- **Task item**
For the records below, output each line exactly as it appears, from the first through the line with "use uuid::Uuid;".

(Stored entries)
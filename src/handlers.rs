use crate::{
    AppState,
    auth::{self, AuthUser},
    classifier::{ClassificationRequest, ClassificationResult, ClassifierError},
    models::{
        CreateNewsRequest, CreateUserRequest, DepartmentResponse, LoginRequest, MessageResponse,
        News, NewsFilter, NewsPage, NewNews, NewUser, PreferencesResponse, RecommendedFilter,
        RegisterRequest, TokenResponse, UpdateNewsRequest, User, UserRole, UserSummary,
    },
    repository::NewsQuery,
};
use axum::{
    Json,
    extract::{Path, Query, State},
    http::StatusCode,
};
use uuid::Uuid;

const DEFAULT_PAGE_SIZE: i64 = 10;
const MAX_PAGE_SIZE: i64 = 100;
const DEFAULT_RECOMMENDED: i64 = 5;
const MAX_RECOMMENDED: i64 = 20;

/// HTTP status for a classifier failure that reaches the client.
fn classifier_status(error: &ClassifierError) -> StatusCode {
    match error {
        ClassifierError::InvalidInput => StatusCode::BAD_REQUEST,
        ClassifierError::ServiceUnavailable(_) | ClassifierError::UnexpectedResponseShape(_) => {
            StatusCode::SERVICE_UNAVAILABLE
        }
        ClassifierError::InitializationFailure(_) => StatusCode::INTERNAL_SERVER_ERROR,
    }
}

fn token_response(user: &User, state: &AppState) -> Result<Json<TokenResponse>, StatusCode> {
    let access_token = auth::create_access_token(user.id, &state.config).map_err(|e| {
        tracing::error!("failed to sign access token: {}", e);
        StatusCode::INTERNAL_SERVER_ERROR
    })?;

    Ok(Json(TokenResponse {
        access_token,
        token_type: "bearer".to_string(),
        user: UserSummary::from(user),
    }))
}

fn hash_or_500(password: &str) -> Result<String, StatusCode> {
    auth::hash_password(password).map_err(|e| {
        tracing::error!("failed to hash password: {}", e);
        StatusCode::INTERNAL_SERVER_ERROR
    })
}

fn non_blank(value: Option<String>) -> Option<String> {
    value.filter(|v| !v.trim().is_empty())
}

// --- Authentication ---

/// login
///
/// [Public Route] Exchanges email and password for an access token and
/// records the login time.
#[utoipa::path(
    post,
    path = "/api/v1/auth/login",
    request_body = LoginRequest,
    responses(
        (status = 200, description = "Logged in", body = TokenResponse),
        (status = 401, description = "Incorrect email or password")
    )
)]
pub async fn login(
    State(state): State<AppState>,
    Json(payload): Json<LoginRequest>,
) -> Result<Json<TokenResponse>, StatusCode> {
    let user = state
        .repo
        .get_user_by_email(&payload.username)
        .await
        .ok_or(StatusCode::UNAUTHORIZED)?;

    if !auth::verify_password(&payload.password, &user.hashed_password) {
        return Err(StatusCode::UNAUTHORIZED);
    }

    state.repo.record_login(user.id).await;
    token_response(&user, &state)
}

/// register
///
/// [Public Route] Creates an account and logs it in immediately.
#[utoipa::path(
    post,
    path = "/api/v1/auth/register",
    request_body = RegisterRequest,
    responses(
        (status = 200, description = "Registered", body = TokenResponse),
        (status = 400, description = "Email already registered")
    )
)]
pub async fn register(
    State(state): State<AppState>,
    Json(payload): Json<RegisterRequest>,
) -> Result<Json<TokenResponse>, StatusCode> {
    if state.repo.get_user_by_email(&payload.email).await.is_some() {
        return Err(StatusCode::BAD_REQUEST);
    }

    let new_user = NewUser {
        email: payload.email,
        full_name: payload.full_name,
        role: payload.role,
        is_active: true,
        hashed_password: hash_or_500(&payload.password)?,
        ..NewUser::default()
    };

    let user = state
        .repo
        .create_user(new_user)
        .await
        .ok_or(StatusCode::INTERNAL_SERVER_ERROR)?;

    token_response(&user, &state)
}

/// get_me
///
/// [Authenticated Route] The caller's full profile.
#[utoipa::path(
    get,
    path = "/api/v1/auth/me",
    responses((status = 200, description = "Profile", body = User))
)]
pub async fn get_me(
    AuthUser { id, .. }: AuthUser,
    State(state): State<AppState>,
) -> Result<Json<User>, StatusCode> {
    state
        .repo
        .get_user(id)
        .await
        .map(Json)
        .ok_or(StatusCode::UNAUTHORIZED)
}

// --- Users ---

/// create_user
///
/// [Public Route] Creates a full user profile. Students need a matric number
/// and admins a staff id.
#[utoipa::path(
    post,
    path = "/api/v1/users",
    request_body = CreateUserRequest,
    responses(
        (status = 200, description = "Created", body = User),
        (status = 400, description = "Duplicate email or missing role-specific field")
    )
)]
pub async fn create_user(
    State(state): State<AppState>,
    Json(payload): Json<CreateUserRequest>,
) -> Result<Json<User>, StatusCode> {
    if state.repo.get_user_by_email(&payload.email).await.is_some() {
        return Err(StatusCode::BAD_REQUEST);
    }

    let matric_number = non_blank(payload.matric_number);
    let staff_id = non_blank(payload.staff_id);
    match payload.role {
        UserRole::Student if matric_number.is_none() => return Err(StatusCode::BAD_REQUEST),
        UserRole::Admin if staff_id.is_none() => return Err(StatusCode::BAD_REQUEST),
        _ => {}
    }

    let new_user = NewUser {
        email: payload.email,
        full_name: payload.full_name,
        role: payload.role,
        is_active: payload.is_active,
        hashed_password: hash_or_500(&payload.password)?,
        matric_number,
        department: payload.department,
        staff_id,
    };

    state
        .repo
        .create_user(new_user)
        .await
        .map(Json)
        .ok_or(StatusCode::INTERNAL_SERVER_ERROR)
}

/// list_users
///
/// [Admin Route] Every registered user.
#[utoipa::path(
    get,
    path = "/api/v1/users",
    responses(
        (status = 200, description = "All users", body = [User]),
        (status = 403, description = "Not an admin")
    )
)]
pub async fn list_users(
    user: AuthUser,
    State(state): State<AppState>,
) -> Result<Json<Vec<User>>, StatusCode> {
    if !user.is_admin() {
        return Err(StatusCode::FORBIDDEN);
    }
    Ok(Json(state.repo.list_users().await))
}

#[utoipa::path(
    get,
    path = "/api/v1/users/me/preferences",
    responses((status = 200, description = "Preferred categories", body = PreferencesResponse))
)]
pub async fn get_preferences(
    AuthUser { id, .. }: AuthUser,
    State(state): State<AppState>,
) -> Result<Json<PreferencesResponse>, StatusCode> {
    let user = state.repo.get_user(id).await.ok_or(StatusCode::UNAUTHORIZED)?;
    Ok(Json(PreferencesResponse {
        preferred_categories: user.preferred_categories,
    }))
}

/// update_preferences
///
/// [Authenticated Route] Replaces the caller's preferred categories. Values are
/// stored as given; they only act as a filter for the recommendation feed.
#[utoipa::path(
    put,
    path = "/api/v1/users/me/preferences",
    request_body = [String],
    responses((status = 200, description = "Updated", body = MessageResponse))
)]
pub async fn update_preferences(
    AuthUser { id, .. }: AuthUser,
    State(state): State<AppState>,
    Json(categories): Json<Vec<String>>,
) -> Result<Json<MessageResponse>, StatusCode> {
    if state.repo.set_preferred_categories(id, categories).await {
        Ok(Json(MessageResponse::new("Preferences updated successfully")))
    } else {
        Err(StatusCode::INTERNAL_SERVER_ERROR)
    }
}

#[utoipa::path(
    get,
    path = "/api/v1/users/me/department",
    responses((status = 200, description = "Department", body = DepartmentResponse))
)]
pub async fn get_department(
    AuthUser { id, .. }: AuthUser,
    State(state): State<AppState>,
) -> Result<Json<DepartmentResponse>, StatusCode> {
    let user = state.repo.get_user(id).await.ok_or(StatusCode::UNAUTHORIZED)?;
    Ok(Json(DepartmentResponse {
        department: user.department,
    }))
}

// --- News ---

/// classify_text
///
/// [Authenticated Route] Runs the configured classifier on arbitrary text
/// without storing anything.
#[utoipa::path(
    post,
    path = "/api/v1/news/classify",
    request_body = ClassificationRequest,
    responses(
        (status = 200, description = "Classification", body = ClassificationResult),
        (status = 400, description = "Empty text"),
        (status = 503, description = "Model service is not available")
    )
)]
pub async fn classify_text(
    _user: AuthUser,
    State(state): State<AppState>,
    Json(payload): Json<ClassificationRequest>,
) -> Result<Json<ClassificationResult>, StatusCode> {
    state
        .classifier
        .classify(&payload.text)
        .await
        .map(Json)
        .map_err(|e| {
            tracing::error!("classification error: {}", e);
            classifier_status(&e)
        })
}

/// create_news
///
/// [Admin Route] Publishes an article. The category comes from the classifier;
/// if classification fails for any reason the article is still stored, as
/// `Uncategorized` with a confidence of 0.0.
#[utoipa::path(
    post,
    path = "/api/v1/news",
    request_body = CreateNewsRequest,
    responses(
        (status = 200, description = "Created", body = News),
        (status = 403, description = "Not an admin")
    )
)]
pub async fn create_news(
    user: AuthUser,
    State(state): State<AppState>,
    Json(payload): Json<CreateNewsRequest>,
) -> Result<Json<News>, StatusCode> {
    if !user.is_admin() {
        return Err(StatusCode::FORBIDDEN);
    }

    let classification = match state.classifier.classify(&payload.content).await {
        Ok(result) => result,
        Err(e) => {
            tracing::warn!("classification failed, storing article as uncategorized: {}", e);
            ClassificationResult::uncategorized()
        }
    };

    let news = NewNews {
        title: payload.title,
        content: payload.content,
        source: payload.source,
        tags: payload.tags,
        image_url: payload.image_url,
        created_by: user.id,
        category: classification.category,
        confidence_score: classification.confidence,
    };

    state
        .repo
        .create_news(news)
        .await
        .map(Json)
        .ok_or(StatusCode::INTERNAL_SERVER_ERROR)
}

/// update_news
///
/// [Admin Route] Partial update. New content is always reclassified, and
/// unlike creation a classification failure aborts the update: 400 for empty
/// content, 503 otherwise. Nothing is written in either case.
#[utoipa::path(
    put,
    path = "/api/v1/news/{id}",
    params(("id" = Uuid, Path, description = "News ID")),
    request_body = UpdateNewsRequest,
    responses(
        (status = 200, description = "Updated", body = News),
        (status = 404, description = "Not Found"),
        (status = 503, description = "Model service is not available")
    )
)]
pub async fn update_news(
    user: AuthUser,
    State(state): State<AppState>,
    Path(id): Path<Uuid>,
    Json(payload): Json<UpdateNewsRequest>,
) -> Result<Json<News>, StatusCode> {
    if !user.is_admin() {
        return Err(StatusCode::FORBIDDEN);
    }

    if state.repo.get_news(id).await.is_none() {
        return Err(StatusCode::NOT_FOUND);
    }

    let classification = match payload.content.as_deref() {
        Some(content) => Some(state.classifier.classify(content).await.map_err(|e| {
            tracing::error!(news_id = %id, "reclassification failed: {}", e);
            classifier_status(&e)
        })?),
        None => None,
    };

    state
        .repo
        .update_news(id, payload, classification)
        .await
        .map(Json)
        .ok_or(StatusCode::NOT_FOUND)
}

#[utoipa::path(
    delete,
    path = "/api/v1/news/{id}",
    params(("id" = Uuid, Path, description = "News ID")),
    responses(
        (status = 200, description = "Deleted", body = MessageResponse),
        (status = 404, description = "Not Found")
    )
)]
pub async fn delete_news(
    user: AuthUser,
    State(state): State<AppState>,
    Path(id): Path<Uuid>,
) -> Result<Json<MessageResponse>, StatusCode> {
    if !user.is_admin() {
        return Err(StatusCode::FORBIDDEN);
    }
    if state.repo.delete_news(id).await {
        Ok(Json(MessageResponse::new("News article deleted successfully")))
    } else {
        Err(StatusCode::NOT_FOUND)
    }
}

/// list_news
///
/// [Public Route] Paginated listing of active articles, newest first. Every
/// article returned counts as one view.
#[utoipa::path(
    get,
    path = "/api/v1/news",
    params(NewsFilter),
    responses(
        (status = 200, description = "Page of articles", body = NewsPage),
        (status = 400, description = "Invalid page or limit")
    )
)]
pub async fn list_news(
    State(state): State<AppState>,
    Query(filter): Query<NewsFilter>,
) -> Result<Json<NewsPage>, StatusCode> {
    let page = filter.page.unwrap_or(1);
    let limit = filter.limit.unwrap_or(DEFAULT_PAGE_SIZE);
    if page < 1 || !(1..=MAX_PAGE_SIZE).contains(&limit) {
        return Err(StatusCode::BAD_REQUEST);
    }

    let query = NewsQuery {
        category: non_blank(filter.category),
        search: non_blank(filter.search),
        page,
        limit,
    };
    if query.checked_offset().is_none() {
        return Err(StatusCode::BAD_REQUEST);
    }

    let result = state.repo.list_news(query).await;

    let ids: Vec<Uuid> = result.items.iter().map(|n| n.id).collect();
    state.repo.increment_views(&ids).await;

    Ok(Json(result))
}

/// get_recommended_news
///
/// [Authenticated Route] Newest articles in the caller's preferred categories,
/// or simply the newest articles when no preference is set.
#[utoipa::path(
    get,
    path = "/api/v1/news/recommended",
    params(RecommendedFilter),
    responses((status = 200, description = "Recommended articles", body = [News]))
)]
pub async fn get_recommended_news(
    AuthUser { id, .. }: AuthUser,
    State(state): State<AppState>,
    Query(filter): Query<RecommendedFilter>,
) -> Result<Json<Vec<News>>, StatusCode> {
    let limit = filter.limit.unwrap_or(DEFAULT_RECOMMENDED);
    if !(1..=MAX_RECOMMENDED).contains(&limit) {
        return Err(StatusCode::BAD_REQUEST);
    }

    let user = state.repo.get_user(id).await.ok_or(StatusCode::UNAUTHORIZED)?;
    Ok(Json(
        state
            .repo
            .recommended_news(&user.preferred_categories, limit)
            .await,
    ))
}

#[utoipa::path(
    get,
    path = "/api/v1/news/{id}",
    params(("id" = Uuid, Path, description = "News ID")),
    responses(
        (status = 200, description = "Found", body = News),
        (status = 404, description = "Not Found")
    )
)]
pub async fn get_news(
    _user: AuthUser,
    State(state): State<AppState>,
    Path(id): Path<Uuid>,
) -> Result<Json<News>, StatusCode> {
    let news = state.repo.get_news(id).await.ok_or(StatusCode::NOT_FOUND)?;
    state.repo.increment_views(&[id]).await;
    Ok(Json(news))
}

#[utoipa::path(
    post,
    path = "/api/v1/news/{id}/like",
    params(("id" = Uuid, Path, description = "News ID")),
    responses(
        (status = 200, description = "Liked", body = MessageResponse),
        (status = 404, description = "Not Found")
    )
)]
pub async fn like_news(
    _user: AuthUser,
    State(state): State<AppState>,
    Path(id): Path<Uuid>,
) -> Result<Json<MessageResponse>, StatusCode> {
    if state.repo.like_news(id).await {
        Ok(Json(MessageResponse::new("News article liked successfully")))
    } else {
        Err(StatusCode::NOT_FOUND)
    }
}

- **Task result**
filename src/handlers.rs
use crate::{
    AppState,
    auth::{self, AuthUser},
    classifier::{ClassificationRequest, ClassificationResult, ClassifierError},
    models::{
        CreateNewsRequest, CreateUserRequest, DepartmentResponse, LoginRequest, MessageResponse,
        News, NewsFilter, NewsPage, NewNews, NewUser, PreferencesResponse, RecommendedFilter,
        RegisterRequest, TokenResponse, UpdateNewsRequest, User, UserRole, UserSummary,
    },
    repository::NewsQuery,
};
use axum::{
    Json,
    extract::{Path, Query, State},
    http::StatusCode,
};
use uuid::Uuid;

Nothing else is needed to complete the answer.